▶ [SOURCE DATA]:
//! Key and Value Codecs
//!
//! Two bijections used by every backend:
//!
//! - **Keys**: arbitrary bytes ⇄ filesystem-safe names, using the URL-safe
//!   base64 alphabet (`A-Z a-z 0-9 - _` plus `=` padding). Decoding accepts
//!   names with or without padding.
//! - **Values**: [`Value`] ⇄ [`TaggedValue`], a JSON tree where every node
//!   carries an explicit `__type` tag:
//!
//! ```text
//! {"__type":"bytes","data":"aGVsbG8="}
//! {"__type":"list","data":[<bytes node>, ...]}
//! {"__type":"set","data":[<bytes node | item node>, ...]}
//! {"__type":"hash","data":{"<b64 field>":"<b64 value>", ...}}
//! {"__type":"zset","data":[[<bytes node>, 1.5], ...]}
//! {"__type":"item","value":<node>,"expireat":1700000000.5}
//! ```
//!
//! Scalars are stored as standard base64 text since JSON strings cannot
//! carry raw binary.

use crate::error::{StorageError, StorageResult};
use crate::storage::value::{ExpireAt, MemberSet, SortedSet, Value};
use base64::alphabet;
use base64::engine::general_purpose::{GeneralPurpose, GeneralPurposeConfig, STANDARD};
use base64::engine::DecodePaddingMode;
use base64::Engine as _;
use bytes::Bytes;
use serde::de::{self, Deserializer, Visitor};
use serde::{Deserialize, Serialize, Serializer};
use std::collections::{BTreeMap, HashMap};
use std::fmt;

/// URL-safe alphabet, padded on encode, padding-indifferent on decode.
const KEY_ENGINE: GeneralPurpose = GeneralPurpose::new(
    &alphabet::URL_SAFE,
    GeneralPurposeConfig::new()
        .with_encode_padding(true)
        .with_decode_padding_mode(DecodePaddingMode::Indifferent),
);

// ============================================================================
// KEYS
// ============================================================================

/// Encodes a key into a name safe to use as a file name component.
pub fn encode_key(key: &[u8]) -> String {
    KEY_ENGINE.encode(key)
}

/// Decodes a name produced by [`encode_key`].
///
/// Returns [`StorageError::InvalidKeyName`] for anything that is not valid
/// URL-safe base64, so directory walks can skip stray files.
pub fn decode_key(name: &str) -> StorageResult<Bytes> {
    KEY_ENGINE
        .decode(name)
        .map(Bytes::from)
        .map_err(|e| StorageError::InvalidKeyName(format!("{name}: {e}")))
}

// ============================================================================
// VALUES
// ============================================================================

/// JSON-serializable form of a [`Value`].
#[derive(Debug, Clone, PartialEq, Serialize, Deserialize)]
#[serde(tag = "__type", rename_all = "lowercase")]
pub enum TaggedValue {
    Item {
        value: Box<TaggedValue>,
        #[serde(default)]
        expireat: Option<ExpireAt>,
    },
    Bytes {
        data: String,
    },
    List {
        data: Vec<TaggedValue>,
    },
    Set {
        data: Vec<TaggedValue>,
    },
    Hash {
        data: BTreeMap<String, String>,
    },
    Zset {
        data: Vec<(TaggedValue, Score)>,
    },
}

impl TaggedValue {
    fn scalar(data: &[u8]) -> Self {
        TaggedValue::Bytes {
            data: STANDARD.encode(data),
        }
    }

    fn tag(&self) -> &'static str {
        match self {
            TaggedValue::Item { .. } => "item",
            TaggedValue::Bytes { .. } => "bytes",
            TaggedValue::List { .. } => "list",
            TaggedValue::Set { .. } => "set",
            TaggedValue::Hash { .. } => "hash",
            TaggedValue::Zset { .. } => "zset",
        }
    }
}

/// Converts a value into its tagged tree.
pub fn to_tagged(value: &Value) -> TaggedValue {
    match value {
        Value::Bytes(b) => TaggedValue::scalar(b),
        Value::Item(item) => TaggedValue::Item {
            value: Box::new(to_tagged(&item.value)),
            expireat: item.expire_at,
        },
        Value::List(list) => TaggedValue::List {
            data: list.iter().map(|b| TaggedValue::scalar(b)).collect(),
        },
        Value::Set(set) => TaggedValue::Set {
            data: set
                .entries()
                .map(|(member, expire_at)| match expire_at {
                    None => TaggedValue::scalar(member),
                    Some(at) => TaggedValue::Item {
                        value: Box::new(TaggedValue::scalar(member)),
                        expireat: Some(at),
                    },
                })
                .collect(),
        },
        Value::Hash(hash) => TaggedValue::Hash {
            data: hash
                .iter()
                .map(|(k, v)| (STANDARD.encode(k), STANDARD.encode(v)))
                .collect(),
        },
        Value::SortedSet(zset) => TaggedValue::Zset {
            data: zset
                .ranked()
                .into_iter()
                .map(|(member, score)| (TaggedValue::scalar(&member), Score(score)))
                .collect(),
        },
    }
}

/// Rebuilds a value from its tagged tree.
///
/// Fails with [`StorageError::CorruptValue`] when a node is structurally
/// valid JSON but the wrong shape for its position (e.g. a list holding a
/// hash) or when base64 payloads do not decode.
pub fn from_tagged(tagged: TaggedValue) -> StorageResult<Value> {
    match tagged {
        TaggedValue::Bytes { data } => Ok(Value::Bytes(decode_scalar(&data)?)),
        TaggedValue::Item { value, expireat } => Ok(Value::item(from_tagged(*value)?, expireat)),
        TaggedValue::List { data } => data
            .into_iter()
            .map(expect_scalar)
            .collect::<StorageResult<_>>()
            .map(Value::List),
        TaggedValue::Set { data } => {
            let mut set = MemberSet::new();
            for node in data {
                match node {
                    TaggedValue::Item { value, expireat } => {
                        set.insert_with_expiry(expect_scalar(*value)?, expireat);
                    }
                    other => {
                        set.insert(expect_scalar(other)?);
                    }
                }
            }
            Ok(Value::Set(set))
        }
        TaggedValue::Hash { data } => {
            let mut hash = HashMap::with_capacity(data.len());
            for (field, value) in data {
                hash.insert(decode_scalar(&field)?, decode_scalar(&value)?);
            }
            Ok(Value::Hash(hash))
        }
        TaggedValue::Zset { data } => {
            let mut zset = SortedSet::new();
            for (member, Score(score)) in data {
                zset.insert(expect_scalar(member)?, score);
            }
            Ok(Value::SortedSet(zset))
        }
    }
}

/// Serializes a value as tagged JSON bytes.
pub fn encode_value(value: &Value) -> StorageResult<Vec<u8>> {
    Ok(serde_json::to_vec(&to_tagged(value))?)
}

/// Parses tagged JSON bytes back into a value.
pub fn decode_value(raw: &[u8]) -> StorageResult<Value> {
    let tagged: TaggedValue = serde_json::from_slice(raw)?;
    from_tagged(tagged)
}

fn decode_scalar(text: &str) -> StorageResult<Bytes> {
    STANDARD
        .decode(text)
        .map(Bytes::from)
        .map_err(|e| StorageError::corrupt(format!("bad scalar payload: {e}")))
}

fn expect_scalar(node: TaggedValue) -> StorageResult<Bytes> {
    match node {
        TaggedValue::Bytes { data } => decode_scalar(&data),
        other => Err(StorageError::corrupt(format!(
            "expected bytes node, found {}",
            other.tag()
        ))),
    }
}

/// Sorted-set score.
///
/// Finite scores are written as JSON numbers. JSON has no literal for
/// infinities or NaN, so those are written as the strings `"inf"`,
/// `"-inf"` and `"nan"`.
#[derive(Debug, Clone, Copy, PartialEq)]
pub struct Score(pub f64);

impl Serialize for Score {
    fn serialize<S: Serializer>(&self, serializer: S) -> Result<S::Ok, S::Error> {
        let s = self.0;
        if s.is_finite() {
            serializer.serialize_f64(s)
        } else if s.is_nan() {
            serializer.serialize_str("nan")
        } else if s > 0.0 {
            serializer.serialize_str("inf")
        } else {
            serializer.serialize_str("-inf")
        }
    }
}

impl<'de> Deserialize<'de> for Score {
    fn deserialize<D: Deserializer<'de>>(deserializer: D) -> Result<Self, D::Error> {
        struct ScoreVisitor;

        impl Visitor<'_> for ScoreVisitor {
            type Value = Score;

            fn expecting(&self, f: &mut fmt::Formatter<'_>) -> fmt::Result {
                f.write_str("a number or one of \"inf\", \"-inf\", \"nan\"")
            }

            fn visit_f64<E: de::Error>(self, v: f64) -> Result<Score, E> {
                Ok(Score(v))
            }

            fn visit_i64<E: de::Error>(self, v: i64) -> Result<Score, E> {
                Ok(Score(v as f64))
            }

            fn visit_u64<E: de::Error>(self, v: u64) -> Result<Score, E> {
                Ok(Score(v as f64))
            }

            fn visit_str<E: de::Error>(self, v: &str) -> Result<Score, E> {
                match v {
                    "inf" | "+inf" => Ok(Score(f64::INFINITY)),
                    "-inf" => Ok(Score(f64::NEG_INFINITY)),
                    "nan" => Ok(Score(f64::NAN)),
                    _ => Err(E::invalid_value(de::Unexpected::Str(v), &self)),
                }
            }
        }

        deserializer.deserialize_any(ScoreVisitor)
    }
}

#[cfg(test)]
mod tests {
    use super::*;
    use crate::storage::value::{now_secs, Item};
    use serde_json::json;

    fn round_trip(value: Value) {
        let raw = encode_value(&value).unwrap();
        assert_eq!(decode_value(&raw).unwrap(), value);
    }

    #[test]
    fn test_key_round_trip() {
        let keys: [&[u8]; 6] = [
            b"",
            b"counter",
            b"user:1000/profile",
            b"\xff\xfe\x00\x01",
            b"with space and ../dots",
            &[0u8; 64],
        ];
        for key in keys {
            let name = encode_key(key);
            assert!(!name.contains('/'));
            assert!(!name.contains('\\'));
            assert_eq!(decode_key(&name).unwrap(), Bytes::copy_from_slice(key));
        }
    }

    #[test]
    fn test_key_decode_padding_tolerant() {
        assert_eq!(decode_key("Zm9v").unwrap(), Bytes::from("foo"));
        assert_eq!(decode_key("Zm8=").unwrap(), Bytes::from("fo"));
        assert_eq!(decode_key("Zm8").unwrap(), Bytes::from("fo"));
    }

    #[test]
    fn test_key_decode_rejects_garbage() {
        assert!(matches!(
            decode_key("not base64!"),
            Err(StorageError::InvalidKeyName(_))
        ));
        assert!(decode_key("a+b/").is_err());
    }

    #[test]
    fn test_bytes_node_shape() {
        let tagged = serde_json::to_value(to_tagged(&Value::bytes("hello"))).unwrap();
        assert_eq!(tagged, json!({"__type": "bytes", "data": "aGVsbG8="}));
    }

    #[test]
    fn test_item_node_shape() {
        let value = Value::item(Value::bytes("1"), None);
        let tagged = serde_json::to_value(to_tagged(&value)).unwrap();
        assert_eq!(
            tagged,
            json!({
                "__type": "item",
                "value": {"__type": "bytes", "data": "MQ=="},
                "expireat": null
            })
        );
    }

    #[test]
    fn test_round_trip_every_variant() {
        round_trip(Value::bytes(&b"\x80\x81 not utf8"[..]));
        round_trip(Value::item(Value::bytes("x"), Some(now_secs() + 30.0)));
        round_trip(Value::item(Value::item(Value::bytes("nested"), None), None));
        round_trip(Value::list(["a", "b", "a"]));
        round_trip(Value::list(Vec::<Bytes>::new()));
        round_trip(Value::hash([("field", "value"), ("\u{00e9}", "\u{2603}")]));
        round_trip(Value::hash([(&b"\xff"[..], &b"\x00"[..])]));

        let mut set: MemberSet = ["x", "y"].into_iter().collect();
        set.insert_with_expiry("z", Some(now_secs() + 60.0));
        round_trip(Value::Set(set));

        let zset: SortedSet = [("low", -3.25), ("high", 1e10), ("top", f64::INFINITY)]
            .into_iter()
            .collect();
        round_trip(Value::SortedSet(zset));
    }

    #[test]
    fn test_round_trip_item_wrapping_composites() {
        let item = Item::with_expiry(Value::list(["1", "2"]), now_secs() + 5.0);
        round_trip(Value::from(item));
    }

    #[test]
    fn test_zset_scores_are_numeric_literals() {
        let zset: SortedSet = [("m", 2.5)].into_iter().collect();
        let tagged = serde_json::to_value(to_tagged(&Value::SortedSet(zset))).unwrap();
        assert_eq!(
            tagged,
            json!({"__type": "zset", "data": [[{"__type": "bytes", "data": "bQ=="}, 2.5]]})
        );
    }

    #[test]
    fn test_integer_score_accepted() {
        let raw = br#"{"__type":"zset","data":[[{"__type":"bytes","data":"bQ=="},3]]}"#;
        let value = decode_value(raw).unwrap();
        let Value::SortedSet(zset) = value else {
            panic!("expected sorted set");
        };
        assert_eq!(zset.score(b"m"), Some(3.0));
    }

    #[test]
    fn test_unknown_tag_is_corrupt() {
        let raw = br#"{"__type":"stream","data":[]}"#;
        assert!(matches!(
            decode_value(raw),
            Err(StorageError::CorruptValue(_))
        ));
    }

    #[test]
    fn test_wrong_child_shape_is_corrupt() {
        let raw = br#"{"__type":"list","data":[{"__type":"list","data":[]}]}"#;
        assert!(matches!(
            decode_value(raw),
            Err(StorageError::CorruptValue(_))
        ));

        let raw = br#"{"__type":"bytes","data":"***"}"#;
        assert!(matches!(
            decode_value(raw),
            Err(StorageError::CorruptValue(_))
        ));

        let raw = br#"{"__type":"bytes"}"#;
        assert!(decode_value(raw).is_err());
    }

    #[test]
    fn test_missing_expireat_means_no_expiry() {
        let raw = br#"{"__type":"item","value":{"__type":"bytes","data":"MQ=="}}"#;
        assert_eq!(
            decode_value(raw).unwrap(),
            Value::item(Value::bytes("1"), None)
        );
    }
}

▶ [EXERCISE DIRECTIONS]:
The reply should consist solely of the lines above from the one that has "type Value = Score;" through the one that has "fn visit_u64<E: de::Error>(self, v: u64)", reproduced exactly.

▶ [SOLUTION TO THE EXERCISE]:
            type Value = Score;

            fn expecting(&self, f: &mut fmt::Formatter<'_>) -> fmt::Result {
                f.write_str("a number or one of \"inf\", \"-inf\", \"nan\"")
            }

            fn visit_f64<E: de::Error>(self, v: f64) -> Result<Score, E> {
                Ok(Score(v))
            }

            fn visit_i64<E: de::Error>(self, v: i64) -> Result<Score, E> {
                Ok(Score(v as f64))
            }

            fn visit_u64<E: de::Error>(self, v: u64) -> Result<Score, E> {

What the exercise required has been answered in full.